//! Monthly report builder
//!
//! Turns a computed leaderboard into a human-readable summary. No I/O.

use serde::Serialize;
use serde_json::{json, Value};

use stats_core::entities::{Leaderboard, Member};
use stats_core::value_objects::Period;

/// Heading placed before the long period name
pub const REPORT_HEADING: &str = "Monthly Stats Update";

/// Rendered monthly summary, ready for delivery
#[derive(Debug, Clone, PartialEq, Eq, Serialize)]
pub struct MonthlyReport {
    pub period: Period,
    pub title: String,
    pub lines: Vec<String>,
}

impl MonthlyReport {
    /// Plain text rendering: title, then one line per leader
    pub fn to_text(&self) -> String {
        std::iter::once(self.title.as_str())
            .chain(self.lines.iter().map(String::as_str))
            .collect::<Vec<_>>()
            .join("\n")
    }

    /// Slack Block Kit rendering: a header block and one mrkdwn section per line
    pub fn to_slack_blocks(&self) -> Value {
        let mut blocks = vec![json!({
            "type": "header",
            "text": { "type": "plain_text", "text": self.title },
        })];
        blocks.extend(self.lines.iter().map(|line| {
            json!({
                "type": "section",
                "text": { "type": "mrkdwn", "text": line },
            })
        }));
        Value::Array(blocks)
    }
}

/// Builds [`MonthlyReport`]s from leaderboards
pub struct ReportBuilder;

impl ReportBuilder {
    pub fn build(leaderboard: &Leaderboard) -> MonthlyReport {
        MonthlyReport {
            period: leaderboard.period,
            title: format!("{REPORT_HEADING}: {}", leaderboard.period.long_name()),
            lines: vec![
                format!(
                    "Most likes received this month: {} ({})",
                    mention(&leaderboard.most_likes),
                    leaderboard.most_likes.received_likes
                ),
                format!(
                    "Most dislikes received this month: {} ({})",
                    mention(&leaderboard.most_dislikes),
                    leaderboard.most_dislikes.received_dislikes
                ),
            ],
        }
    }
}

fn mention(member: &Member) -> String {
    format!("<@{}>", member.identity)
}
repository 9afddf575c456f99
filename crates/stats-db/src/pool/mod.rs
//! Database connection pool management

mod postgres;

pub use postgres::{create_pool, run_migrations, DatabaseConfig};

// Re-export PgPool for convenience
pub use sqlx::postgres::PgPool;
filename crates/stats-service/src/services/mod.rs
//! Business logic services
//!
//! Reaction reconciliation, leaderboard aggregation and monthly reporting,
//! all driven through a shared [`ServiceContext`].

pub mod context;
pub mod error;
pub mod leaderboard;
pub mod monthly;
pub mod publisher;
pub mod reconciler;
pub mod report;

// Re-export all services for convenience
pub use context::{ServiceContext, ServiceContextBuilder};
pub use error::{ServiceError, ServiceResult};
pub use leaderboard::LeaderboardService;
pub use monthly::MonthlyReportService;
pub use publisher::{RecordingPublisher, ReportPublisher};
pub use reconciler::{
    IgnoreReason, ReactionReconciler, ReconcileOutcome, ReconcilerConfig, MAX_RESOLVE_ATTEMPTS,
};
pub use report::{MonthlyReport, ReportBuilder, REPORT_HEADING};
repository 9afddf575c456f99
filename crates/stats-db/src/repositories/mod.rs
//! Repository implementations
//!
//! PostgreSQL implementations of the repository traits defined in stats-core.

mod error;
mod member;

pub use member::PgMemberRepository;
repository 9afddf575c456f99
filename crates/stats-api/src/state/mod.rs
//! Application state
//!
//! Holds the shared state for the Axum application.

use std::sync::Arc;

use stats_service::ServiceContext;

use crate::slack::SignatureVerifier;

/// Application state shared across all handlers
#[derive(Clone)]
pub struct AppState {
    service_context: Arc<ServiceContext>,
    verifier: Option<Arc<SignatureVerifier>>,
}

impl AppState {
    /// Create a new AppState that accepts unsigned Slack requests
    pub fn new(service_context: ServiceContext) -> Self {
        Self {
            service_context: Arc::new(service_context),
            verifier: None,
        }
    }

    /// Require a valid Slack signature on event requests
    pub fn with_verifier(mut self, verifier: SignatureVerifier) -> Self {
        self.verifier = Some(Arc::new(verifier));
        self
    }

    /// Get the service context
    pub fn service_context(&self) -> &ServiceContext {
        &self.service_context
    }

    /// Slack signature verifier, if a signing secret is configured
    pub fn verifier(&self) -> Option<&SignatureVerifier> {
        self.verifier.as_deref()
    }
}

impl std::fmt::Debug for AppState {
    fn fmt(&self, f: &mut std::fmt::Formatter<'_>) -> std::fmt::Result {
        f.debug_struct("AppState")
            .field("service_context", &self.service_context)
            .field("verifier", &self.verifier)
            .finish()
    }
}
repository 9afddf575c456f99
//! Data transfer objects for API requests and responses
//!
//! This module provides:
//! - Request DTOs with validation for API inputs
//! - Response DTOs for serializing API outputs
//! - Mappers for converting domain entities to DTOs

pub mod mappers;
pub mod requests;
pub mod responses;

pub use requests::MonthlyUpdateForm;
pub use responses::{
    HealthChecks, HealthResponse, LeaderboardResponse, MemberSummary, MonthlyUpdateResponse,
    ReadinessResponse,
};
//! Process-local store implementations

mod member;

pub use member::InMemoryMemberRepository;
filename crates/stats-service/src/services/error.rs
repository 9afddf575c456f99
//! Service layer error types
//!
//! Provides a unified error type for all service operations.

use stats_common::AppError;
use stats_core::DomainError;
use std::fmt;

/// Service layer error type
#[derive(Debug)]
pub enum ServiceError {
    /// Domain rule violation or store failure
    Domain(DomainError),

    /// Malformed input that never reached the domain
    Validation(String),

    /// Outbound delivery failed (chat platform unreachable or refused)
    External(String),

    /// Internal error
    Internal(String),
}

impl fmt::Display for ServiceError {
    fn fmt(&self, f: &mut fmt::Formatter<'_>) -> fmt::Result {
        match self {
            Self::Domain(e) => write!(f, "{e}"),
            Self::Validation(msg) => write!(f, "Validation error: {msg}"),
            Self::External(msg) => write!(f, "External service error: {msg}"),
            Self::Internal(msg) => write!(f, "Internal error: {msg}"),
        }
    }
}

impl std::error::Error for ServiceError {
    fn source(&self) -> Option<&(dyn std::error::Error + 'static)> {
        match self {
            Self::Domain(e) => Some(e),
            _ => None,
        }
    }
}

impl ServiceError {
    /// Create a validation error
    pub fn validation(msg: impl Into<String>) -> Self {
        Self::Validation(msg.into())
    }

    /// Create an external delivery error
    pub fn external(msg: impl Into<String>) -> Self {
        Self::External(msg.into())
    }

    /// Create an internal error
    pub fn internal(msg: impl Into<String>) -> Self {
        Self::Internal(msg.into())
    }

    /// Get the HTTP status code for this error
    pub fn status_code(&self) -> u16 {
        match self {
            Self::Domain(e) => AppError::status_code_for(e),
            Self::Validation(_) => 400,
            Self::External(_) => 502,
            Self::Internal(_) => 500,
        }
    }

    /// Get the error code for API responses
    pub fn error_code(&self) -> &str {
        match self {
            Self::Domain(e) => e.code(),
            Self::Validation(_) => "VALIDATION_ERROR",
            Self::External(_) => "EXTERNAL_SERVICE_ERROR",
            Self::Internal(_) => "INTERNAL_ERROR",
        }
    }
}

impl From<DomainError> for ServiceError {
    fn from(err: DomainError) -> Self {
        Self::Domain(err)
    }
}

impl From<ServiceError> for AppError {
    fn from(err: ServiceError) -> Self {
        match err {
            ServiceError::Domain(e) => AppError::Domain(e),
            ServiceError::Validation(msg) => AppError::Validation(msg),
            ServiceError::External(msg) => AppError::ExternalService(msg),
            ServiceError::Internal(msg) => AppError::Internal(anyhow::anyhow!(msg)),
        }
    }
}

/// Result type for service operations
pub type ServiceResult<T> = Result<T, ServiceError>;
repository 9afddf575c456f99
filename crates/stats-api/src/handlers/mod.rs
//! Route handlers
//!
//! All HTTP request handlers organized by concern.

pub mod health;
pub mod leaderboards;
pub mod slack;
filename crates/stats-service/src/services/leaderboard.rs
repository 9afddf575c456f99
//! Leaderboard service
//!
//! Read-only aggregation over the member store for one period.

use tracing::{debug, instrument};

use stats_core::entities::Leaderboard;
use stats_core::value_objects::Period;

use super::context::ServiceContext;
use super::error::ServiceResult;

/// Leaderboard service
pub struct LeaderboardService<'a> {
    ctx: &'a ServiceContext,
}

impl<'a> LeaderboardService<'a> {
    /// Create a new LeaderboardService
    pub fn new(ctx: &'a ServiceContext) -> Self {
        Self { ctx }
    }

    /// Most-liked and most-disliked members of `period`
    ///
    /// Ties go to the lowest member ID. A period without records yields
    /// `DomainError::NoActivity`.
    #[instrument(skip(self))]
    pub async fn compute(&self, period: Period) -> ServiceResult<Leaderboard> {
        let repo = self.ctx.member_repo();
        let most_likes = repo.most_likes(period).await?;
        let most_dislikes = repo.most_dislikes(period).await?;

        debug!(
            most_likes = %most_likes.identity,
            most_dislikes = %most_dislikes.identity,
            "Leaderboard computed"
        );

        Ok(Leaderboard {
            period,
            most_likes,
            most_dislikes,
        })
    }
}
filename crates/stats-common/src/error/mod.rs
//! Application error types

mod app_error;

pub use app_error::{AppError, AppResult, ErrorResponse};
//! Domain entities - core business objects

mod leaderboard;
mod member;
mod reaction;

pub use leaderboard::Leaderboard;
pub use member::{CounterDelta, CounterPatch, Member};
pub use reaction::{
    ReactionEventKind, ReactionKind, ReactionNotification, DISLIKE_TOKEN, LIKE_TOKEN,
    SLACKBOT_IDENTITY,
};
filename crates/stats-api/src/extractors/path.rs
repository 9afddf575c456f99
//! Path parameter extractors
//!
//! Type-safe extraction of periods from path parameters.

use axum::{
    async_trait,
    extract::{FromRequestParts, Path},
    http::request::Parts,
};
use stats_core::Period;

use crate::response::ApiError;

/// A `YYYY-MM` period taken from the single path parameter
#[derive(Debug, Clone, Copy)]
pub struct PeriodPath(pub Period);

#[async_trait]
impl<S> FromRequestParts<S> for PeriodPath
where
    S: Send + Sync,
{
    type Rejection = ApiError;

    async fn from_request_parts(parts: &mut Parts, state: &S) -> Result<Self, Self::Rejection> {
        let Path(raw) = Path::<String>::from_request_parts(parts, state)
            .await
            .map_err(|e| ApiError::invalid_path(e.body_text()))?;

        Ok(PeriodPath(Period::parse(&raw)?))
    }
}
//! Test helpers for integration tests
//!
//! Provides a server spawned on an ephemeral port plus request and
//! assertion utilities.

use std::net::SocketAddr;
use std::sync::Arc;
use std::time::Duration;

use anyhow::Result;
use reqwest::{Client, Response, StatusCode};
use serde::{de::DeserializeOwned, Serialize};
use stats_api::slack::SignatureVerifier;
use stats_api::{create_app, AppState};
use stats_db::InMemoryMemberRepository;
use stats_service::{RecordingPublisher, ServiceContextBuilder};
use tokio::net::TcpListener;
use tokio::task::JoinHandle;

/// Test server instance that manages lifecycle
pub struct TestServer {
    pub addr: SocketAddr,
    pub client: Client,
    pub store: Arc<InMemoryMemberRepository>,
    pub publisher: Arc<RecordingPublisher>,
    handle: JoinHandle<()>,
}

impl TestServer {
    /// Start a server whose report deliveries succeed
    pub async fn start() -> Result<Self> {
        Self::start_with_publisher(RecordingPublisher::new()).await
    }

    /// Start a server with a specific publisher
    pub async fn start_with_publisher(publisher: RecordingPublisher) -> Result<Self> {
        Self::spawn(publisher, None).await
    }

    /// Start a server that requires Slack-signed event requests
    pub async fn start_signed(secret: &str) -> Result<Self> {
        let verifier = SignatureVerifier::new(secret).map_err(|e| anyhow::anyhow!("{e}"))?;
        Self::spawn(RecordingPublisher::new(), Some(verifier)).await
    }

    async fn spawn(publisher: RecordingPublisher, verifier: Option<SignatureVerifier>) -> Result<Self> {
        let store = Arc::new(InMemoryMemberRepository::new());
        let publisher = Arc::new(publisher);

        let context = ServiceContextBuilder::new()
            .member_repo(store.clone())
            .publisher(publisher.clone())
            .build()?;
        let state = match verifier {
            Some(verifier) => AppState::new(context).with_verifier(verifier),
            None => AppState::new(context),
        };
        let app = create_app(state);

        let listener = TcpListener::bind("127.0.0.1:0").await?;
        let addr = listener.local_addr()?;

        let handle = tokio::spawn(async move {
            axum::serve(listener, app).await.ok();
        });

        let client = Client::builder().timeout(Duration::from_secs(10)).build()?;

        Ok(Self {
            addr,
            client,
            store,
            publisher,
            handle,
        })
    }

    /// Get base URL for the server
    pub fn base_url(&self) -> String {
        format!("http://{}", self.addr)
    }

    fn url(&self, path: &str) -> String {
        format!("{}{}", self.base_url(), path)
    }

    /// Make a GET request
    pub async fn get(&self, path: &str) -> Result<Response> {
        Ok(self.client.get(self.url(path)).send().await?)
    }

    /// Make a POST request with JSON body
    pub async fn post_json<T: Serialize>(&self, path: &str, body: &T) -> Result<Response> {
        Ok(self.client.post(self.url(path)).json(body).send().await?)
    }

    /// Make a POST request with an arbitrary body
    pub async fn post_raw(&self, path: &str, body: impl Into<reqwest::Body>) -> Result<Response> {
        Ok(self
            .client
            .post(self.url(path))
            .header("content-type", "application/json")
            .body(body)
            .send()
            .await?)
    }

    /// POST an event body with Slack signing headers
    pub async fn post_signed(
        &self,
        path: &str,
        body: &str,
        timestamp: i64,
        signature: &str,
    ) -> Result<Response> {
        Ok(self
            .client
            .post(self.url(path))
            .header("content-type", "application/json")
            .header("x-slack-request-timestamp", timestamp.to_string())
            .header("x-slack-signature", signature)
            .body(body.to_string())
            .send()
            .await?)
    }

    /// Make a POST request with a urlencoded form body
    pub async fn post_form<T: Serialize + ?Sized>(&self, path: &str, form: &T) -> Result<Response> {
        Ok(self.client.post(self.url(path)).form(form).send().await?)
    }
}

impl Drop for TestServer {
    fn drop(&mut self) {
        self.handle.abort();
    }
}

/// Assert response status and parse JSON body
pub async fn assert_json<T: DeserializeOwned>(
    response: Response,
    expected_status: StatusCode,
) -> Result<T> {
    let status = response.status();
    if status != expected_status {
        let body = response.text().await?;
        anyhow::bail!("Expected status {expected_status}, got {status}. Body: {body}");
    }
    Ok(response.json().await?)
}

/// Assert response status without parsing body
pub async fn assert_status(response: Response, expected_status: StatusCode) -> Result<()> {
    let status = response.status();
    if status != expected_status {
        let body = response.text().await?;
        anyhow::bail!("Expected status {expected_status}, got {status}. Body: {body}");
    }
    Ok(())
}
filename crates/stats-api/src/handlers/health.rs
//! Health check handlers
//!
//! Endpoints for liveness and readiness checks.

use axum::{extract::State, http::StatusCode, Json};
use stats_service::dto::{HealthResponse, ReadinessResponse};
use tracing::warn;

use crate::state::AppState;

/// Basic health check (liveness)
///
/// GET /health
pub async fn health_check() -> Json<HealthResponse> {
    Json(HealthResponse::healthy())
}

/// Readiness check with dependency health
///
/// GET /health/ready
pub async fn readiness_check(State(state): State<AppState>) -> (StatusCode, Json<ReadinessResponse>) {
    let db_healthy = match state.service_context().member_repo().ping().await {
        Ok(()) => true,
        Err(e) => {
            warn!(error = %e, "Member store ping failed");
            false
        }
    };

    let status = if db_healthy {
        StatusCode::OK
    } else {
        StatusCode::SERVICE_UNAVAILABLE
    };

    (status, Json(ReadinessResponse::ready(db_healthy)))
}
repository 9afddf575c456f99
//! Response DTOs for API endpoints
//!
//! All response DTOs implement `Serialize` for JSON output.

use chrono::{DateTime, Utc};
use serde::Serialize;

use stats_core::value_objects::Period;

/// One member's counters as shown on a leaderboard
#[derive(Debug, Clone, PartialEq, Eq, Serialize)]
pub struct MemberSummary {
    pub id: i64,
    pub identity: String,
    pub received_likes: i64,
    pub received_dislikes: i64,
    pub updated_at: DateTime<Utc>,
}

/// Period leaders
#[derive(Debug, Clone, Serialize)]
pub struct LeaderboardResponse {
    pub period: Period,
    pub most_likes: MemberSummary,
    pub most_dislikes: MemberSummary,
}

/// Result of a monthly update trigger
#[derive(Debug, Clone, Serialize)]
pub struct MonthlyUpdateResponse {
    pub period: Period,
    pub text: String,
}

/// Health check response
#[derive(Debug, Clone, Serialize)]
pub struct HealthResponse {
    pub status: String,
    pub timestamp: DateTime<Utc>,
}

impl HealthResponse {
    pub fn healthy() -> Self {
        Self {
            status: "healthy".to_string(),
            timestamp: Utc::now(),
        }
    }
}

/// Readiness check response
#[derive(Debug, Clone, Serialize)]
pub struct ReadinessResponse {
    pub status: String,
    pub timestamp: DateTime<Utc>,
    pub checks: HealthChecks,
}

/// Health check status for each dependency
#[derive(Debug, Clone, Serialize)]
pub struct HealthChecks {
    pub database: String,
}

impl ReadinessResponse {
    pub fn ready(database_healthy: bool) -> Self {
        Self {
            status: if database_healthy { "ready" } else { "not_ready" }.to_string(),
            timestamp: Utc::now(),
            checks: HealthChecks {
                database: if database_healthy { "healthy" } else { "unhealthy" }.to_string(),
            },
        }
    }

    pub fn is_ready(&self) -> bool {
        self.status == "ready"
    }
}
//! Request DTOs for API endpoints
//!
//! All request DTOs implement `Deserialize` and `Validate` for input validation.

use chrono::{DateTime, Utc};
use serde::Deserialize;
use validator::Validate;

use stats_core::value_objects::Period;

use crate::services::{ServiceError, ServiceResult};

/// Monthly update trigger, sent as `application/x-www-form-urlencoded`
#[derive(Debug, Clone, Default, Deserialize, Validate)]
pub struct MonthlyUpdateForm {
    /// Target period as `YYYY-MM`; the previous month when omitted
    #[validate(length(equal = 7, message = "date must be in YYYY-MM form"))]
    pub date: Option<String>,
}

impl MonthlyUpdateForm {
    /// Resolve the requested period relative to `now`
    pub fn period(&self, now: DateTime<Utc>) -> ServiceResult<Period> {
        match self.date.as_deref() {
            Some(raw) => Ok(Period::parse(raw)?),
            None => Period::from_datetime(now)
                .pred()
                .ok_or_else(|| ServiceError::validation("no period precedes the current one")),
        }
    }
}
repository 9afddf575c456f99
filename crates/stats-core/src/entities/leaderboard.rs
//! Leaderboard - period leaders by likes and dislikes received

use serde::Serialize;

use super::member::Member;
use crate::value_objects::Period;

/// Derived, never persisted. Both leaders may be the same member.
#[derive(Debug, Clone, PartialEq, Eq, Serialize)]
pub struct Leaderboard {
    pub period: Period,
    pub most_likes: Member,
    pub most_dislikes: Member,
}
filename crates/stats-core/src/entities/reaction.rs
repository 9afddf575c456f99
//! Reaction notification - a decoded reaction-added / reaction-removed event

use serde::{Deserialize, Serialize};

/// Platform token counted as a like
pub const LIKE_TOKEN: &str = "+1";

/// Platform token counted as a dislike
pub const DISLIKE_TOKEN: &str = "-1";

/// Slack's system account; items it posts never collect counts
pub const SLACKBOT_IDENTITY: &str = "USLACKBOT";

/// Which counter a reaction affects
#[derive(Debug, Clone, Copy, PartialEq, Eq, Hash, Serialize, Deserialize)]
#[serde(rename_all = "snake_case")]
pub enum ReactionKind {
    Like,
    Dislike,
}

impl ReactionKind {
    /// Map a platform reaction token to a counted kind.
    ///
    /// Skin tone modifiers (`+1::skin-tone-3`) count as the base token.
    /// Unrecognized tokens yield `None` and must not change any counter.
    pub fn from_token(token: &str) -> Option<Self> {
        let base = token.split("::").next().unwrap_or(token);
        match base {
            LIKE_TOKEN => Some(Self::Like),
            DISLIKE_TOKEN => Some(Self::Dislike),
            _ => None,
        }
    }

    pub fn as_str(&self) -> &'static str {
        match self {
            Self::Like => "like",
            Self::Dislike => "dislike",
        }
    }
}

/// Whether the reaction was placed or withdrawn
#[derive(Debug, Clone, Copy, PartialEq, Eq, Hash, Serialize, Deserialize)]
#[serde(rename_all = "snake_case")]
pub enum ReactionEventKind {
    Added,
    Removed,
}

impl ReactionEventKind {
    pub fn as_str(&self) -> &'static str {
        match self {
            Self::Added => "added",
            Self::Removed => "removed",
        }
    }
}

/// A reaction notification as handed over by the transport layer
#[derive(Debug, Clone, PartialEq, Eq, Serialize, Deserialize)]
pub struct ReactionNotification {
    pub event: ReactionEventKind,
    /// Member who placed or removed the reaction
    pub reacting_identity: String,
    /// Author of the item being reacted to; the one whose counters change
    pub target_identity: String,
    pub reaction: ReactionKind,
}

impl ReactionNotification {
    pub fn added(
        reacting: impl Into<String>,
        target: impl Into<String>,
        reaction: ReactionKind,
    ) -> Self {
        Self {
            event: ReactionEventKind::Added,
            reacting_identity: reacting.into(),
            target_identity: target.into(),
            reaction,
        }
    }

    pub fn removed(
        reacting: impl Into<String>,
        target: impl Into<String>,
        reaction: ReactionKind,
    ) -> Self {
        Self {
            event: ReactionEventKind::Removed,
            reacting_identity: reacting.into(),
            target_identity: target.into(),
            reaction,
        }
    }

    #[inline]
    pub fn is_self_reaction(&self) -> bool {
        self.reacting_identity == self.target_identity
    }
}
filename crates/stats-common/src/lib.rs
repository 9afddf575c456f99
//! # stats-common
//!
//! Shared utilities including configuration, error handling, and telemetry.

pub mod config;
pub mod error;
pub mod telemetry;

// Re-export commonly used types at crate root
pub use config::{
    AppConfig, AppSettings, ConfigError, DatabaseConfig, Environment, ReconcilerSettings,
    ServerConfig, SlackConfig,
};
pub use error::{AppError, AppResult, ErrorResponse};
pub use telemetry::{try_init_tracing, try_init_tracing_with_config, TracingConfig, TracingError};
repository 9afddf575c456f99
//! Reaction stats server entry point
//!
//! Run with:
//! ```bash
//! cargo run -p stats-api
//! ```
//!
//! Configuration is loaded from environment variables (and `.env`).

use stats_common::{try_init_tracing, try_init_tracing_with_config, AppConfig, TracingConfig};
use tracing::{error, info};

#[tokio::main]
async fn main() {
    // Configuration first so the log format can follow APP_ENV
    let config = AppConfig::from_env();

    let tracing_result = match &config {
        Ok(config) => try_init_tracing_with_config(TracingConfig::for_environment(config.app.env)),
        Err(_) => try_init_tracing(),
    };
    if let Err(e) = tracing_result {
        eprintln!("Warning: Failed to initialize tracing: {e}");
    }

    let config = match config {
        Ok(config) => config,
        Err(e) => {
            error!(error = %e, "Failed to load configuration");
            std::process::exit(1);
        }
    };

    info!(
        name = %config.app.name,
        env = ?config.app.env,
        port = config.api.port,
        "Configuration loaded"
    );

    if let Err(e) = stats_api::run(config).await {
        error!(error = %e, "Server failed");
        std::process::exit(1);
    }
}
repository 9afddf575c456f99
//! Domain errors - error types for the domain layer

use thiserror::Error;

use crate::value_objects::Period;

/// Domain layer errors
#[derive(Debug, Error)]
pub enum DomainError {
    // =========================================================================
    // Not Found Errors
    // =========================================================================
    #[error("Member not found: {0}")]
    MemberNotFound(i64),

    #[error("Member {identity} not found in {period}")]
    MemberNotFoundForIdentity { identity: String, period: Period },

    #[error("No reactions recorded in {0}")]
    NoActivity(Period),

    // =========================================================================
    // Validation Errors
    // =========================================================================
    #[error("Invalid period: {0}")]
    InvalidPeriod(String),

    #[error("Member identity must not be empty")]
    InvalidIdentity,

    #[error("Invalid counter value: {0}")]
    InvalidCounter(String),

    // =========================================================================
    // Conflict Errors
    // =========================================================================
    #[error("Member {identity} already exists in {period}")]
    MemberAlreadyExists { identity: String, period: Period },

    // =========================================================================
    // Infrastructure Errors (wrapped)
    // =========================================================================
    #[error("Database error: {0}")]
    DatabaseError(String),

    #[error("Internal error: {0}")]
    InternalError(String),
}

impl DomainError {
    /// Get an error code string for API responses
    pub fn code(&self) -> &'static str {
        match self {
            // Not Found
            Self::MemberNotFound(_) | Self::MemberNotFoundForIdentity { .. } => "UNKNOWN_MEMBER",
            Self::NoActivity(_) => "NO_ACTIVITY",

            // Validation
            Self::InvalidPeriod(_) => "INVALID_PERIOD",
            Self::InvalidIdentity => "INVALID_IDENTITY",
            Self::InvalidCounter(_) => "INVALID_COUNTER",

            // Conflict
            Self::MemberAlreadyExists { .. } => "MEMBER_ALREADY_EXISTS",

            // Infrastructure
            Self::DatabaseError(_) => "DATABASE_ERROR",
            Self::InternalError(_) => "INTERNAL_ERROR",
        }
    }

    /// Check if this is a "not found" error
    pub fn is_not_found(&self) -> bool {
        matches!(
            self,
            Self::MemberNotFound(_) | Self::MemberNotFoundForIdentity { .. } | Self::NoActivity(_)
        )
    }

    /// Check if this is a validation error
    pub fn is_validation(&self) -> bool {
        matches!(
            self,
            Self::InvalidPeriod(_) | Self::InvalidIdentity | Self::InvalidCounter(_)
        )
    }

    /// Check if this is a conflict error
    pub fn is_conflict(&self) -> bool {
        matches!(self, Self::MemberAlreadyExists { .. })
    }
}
===
YOUR ASSIGNMENT:
Your task is to find every line above containing the word "change" and copy it.

ANSWER TO THE PROBLEM:
    /// Unrecognized tokens yield `None` and must not change any counter.
    /// Author of the item being reacted to; the one whose counters change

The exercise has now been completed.